*** Opening INPUT FOR THIS TASK ***
//! Structured error types for vmatrace
//!
//! Using thiserror for automatic Display implementation and error chaining.

use super::types::Tgid;
use thiserror::Error;

/// A trace line or payload that does not match its grammar.
///
/// Never fatal: the engine turns it into a `MalformedLine` diagnostic and
/// moves on to the next line.
#[derive(Error, Debug, Clone, PartialEq, Eq)]
pub enum ParseError {
    #[error("{family} payload does not match grammar: {payload}")]
    BadPayload { family: &'static str, payload: String },

    #[error("invalid {field} value '{value}'")]
    BadField { field: &'static str, value: String },

    #[error("invalid permissions '{0}'")]
    BadPerms(String),

    #[error("invalid permissions key '{0}'")]
    BadPermsKey(String),
}

/// Errors that stop a replay.
#[derive(Error, Debug)]
pub enum ReplayError {
    /// Input trace could not be read or re-positioned
    #[error(transparent)]
    Io(#[from] std::io::Error),

    /// Strict-mode invariant violation on a fully observed process
    #[error("[{emitter}] line {line}: inconsistent state for tgid {tgid}: {message}")]
    Inconsistent { line: u64, tgid: Tgid, emitter: &'static str, message: String },
}

/// Failures of a single symbol source. Recorded per module; never fatal.
#[derive(Error, Debug)]
pub enum ResolverError {
    #[error("failed to spawn {program} for {module}: {error}")]
    Spawn { program: String, module: String, error: std::io::Error },

    #[error("resolver for {0} exited")]
    ChildExited(String),

    #[error("resolver for {0} did not answer in time")]
    Timeout(String),

    #[error("{0} is not a readable ELF object")]
    NotElf(String),

    #[error("failed to load debug info for {module}: {error}")]
    Dwarf { module: String, error: String },

    #[error(transparent)]
    Io(#[from] std::io::Error),
}

/// Errors writing analysis outputs.
#[derive(Error, Debug)]
pub enum ExportError {
    #[error("failed to write {path}: {error}")]
    WriteFailed { path: String, error: std::io::Error },

    #[error(transparent)]
    Io(#[from] std::io::Error),

    #[error(transparent)]
    Json(#[from] serde_json::Error),
}

#[cfg(test)]
mod tests {
    use super::*;

    #[test]
    fn test_inconsistent_display_names_line_and_emitter() {
        let err = ReplayError::Inconsistent {
            line: 42,
            tgid: Tgid(1234),
            emitter: "engine",
            message: "free of unknown VMA at 0x1000".to_string(),
        };
        let text = err.to_string();
        assert!(text.starts_with("[engine] line 42:"));
        assert!(text.contains("tgid 1234"));
        assert!(text.contains("0x1000"));
    }

    #[test]
    fn test_parse_error_display() {
        let err = ParseError::BadPerms("rwz".to_string());
        assert_eq!(err.to_string(), "invalid permissions 'rwz'");
    }
}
*** Closing INPUT FOR THIS TASK ***
### [TASK ITEM]
Every record above must be printed again exactly.

### [THE ANSWER]
//! Structured error types for vmatrace
//!
//! Using thiserror for automatic Display implementation and error chaining.

use super::types::Tgid;
use thiserror::Error;

/// A trace line or payload that does not match its grammar.
///
/// Never fatal: the engine turns it into a `MalformedLine` diagnostic and
/// moves on to the next line.
#[derive(Error, Debug, Clone, PartialEq, Eq)]
pub enum ParseError {
    #[error("{family} payload does not match grammar: {payload}")]
    BadPayload { family: &'static str, payload: String },

    #[error("invalid {field} value '{value}'")]
    BadField { field: &'static str, value: String },

    #[error("invalid permissions '{0}'")]
    BadPerms(String),

    #[error("invalid permissions key '{0}'")]
    BadPermsKey(String),
}

/// Errors that stop a replay.
#[derive(Error, Debug)]
pub enum ReplayError {
    /// Input trace could not be read or re-positioned
    #[error(transparent)]
    Io(#[from] std::io::Error),

    /// Strict-mode invariant violation on a fully observed process
    #[error("[{emitter}] line {line}: inconsistent state for tgid {tgid}: {message}")]
    Inconsistent { line: u64, tgid: Tgid, emitter: &'static str, message: String },
}

/// Failures of a single symbol source. Recorded per module; never fatal.
#[derive(Error, Debug)]
pub enum ResolverError {
    #[error("failed to spawn {program} for {module}: {error}")]
    Spawn { program: String, module: String, error: std::io::Error },

    #[error("resolver for {0} exited")]
    ChildExited(String),

    #[error("resolver for {0} did not answer in time")]
    Timeout(String),

    #[error("{0} is not a readable ELF object")]
    NotElf(String),

    #[error("failed to load debug info for {module}: {error}")]
    Dwarf { module: String, error: String },

    #[error(transparent)]
    Io(#[from] std::io::Error),
}

/// Errors writing analysis outputs.
#[derive(Error, Debug)]
pub enum ExportError {
    #[error("failed to write {path}: {error}")]
    WriteFailed { path: String, error: std::io::Error },

    #[error(transparent)]
    Io(#[from] std::io::Error),

    #[error(transparent)]
    Json(#[from] serde_json::Error),
}

#[cfg(test)]
mod tests {
    use super::*;

    #[test]
    fn test_inconsistent_display_names_line_and_emitter() {
        let err = ReplayError::Inconsistent {
            line: 42,
            tgid: Tgid(1234),
            emitter: "engine",
            message: "free of unknown VMA at 0x1000".to_string(),
        };
        let text = err.to_string();
        assert!(text.starts_with("[engine] line 42:"));
        assert!(text.contains("tgid 1234"));
        assert!(text.contains("0x1000"));
    }

    #[test]
    fn test_parse_error_display() {
        let err = ParseError::BadPerms("rwz".to_string());
        assert_eq!(err.to_string(), "invalid permissions 'rwz'");
    }
}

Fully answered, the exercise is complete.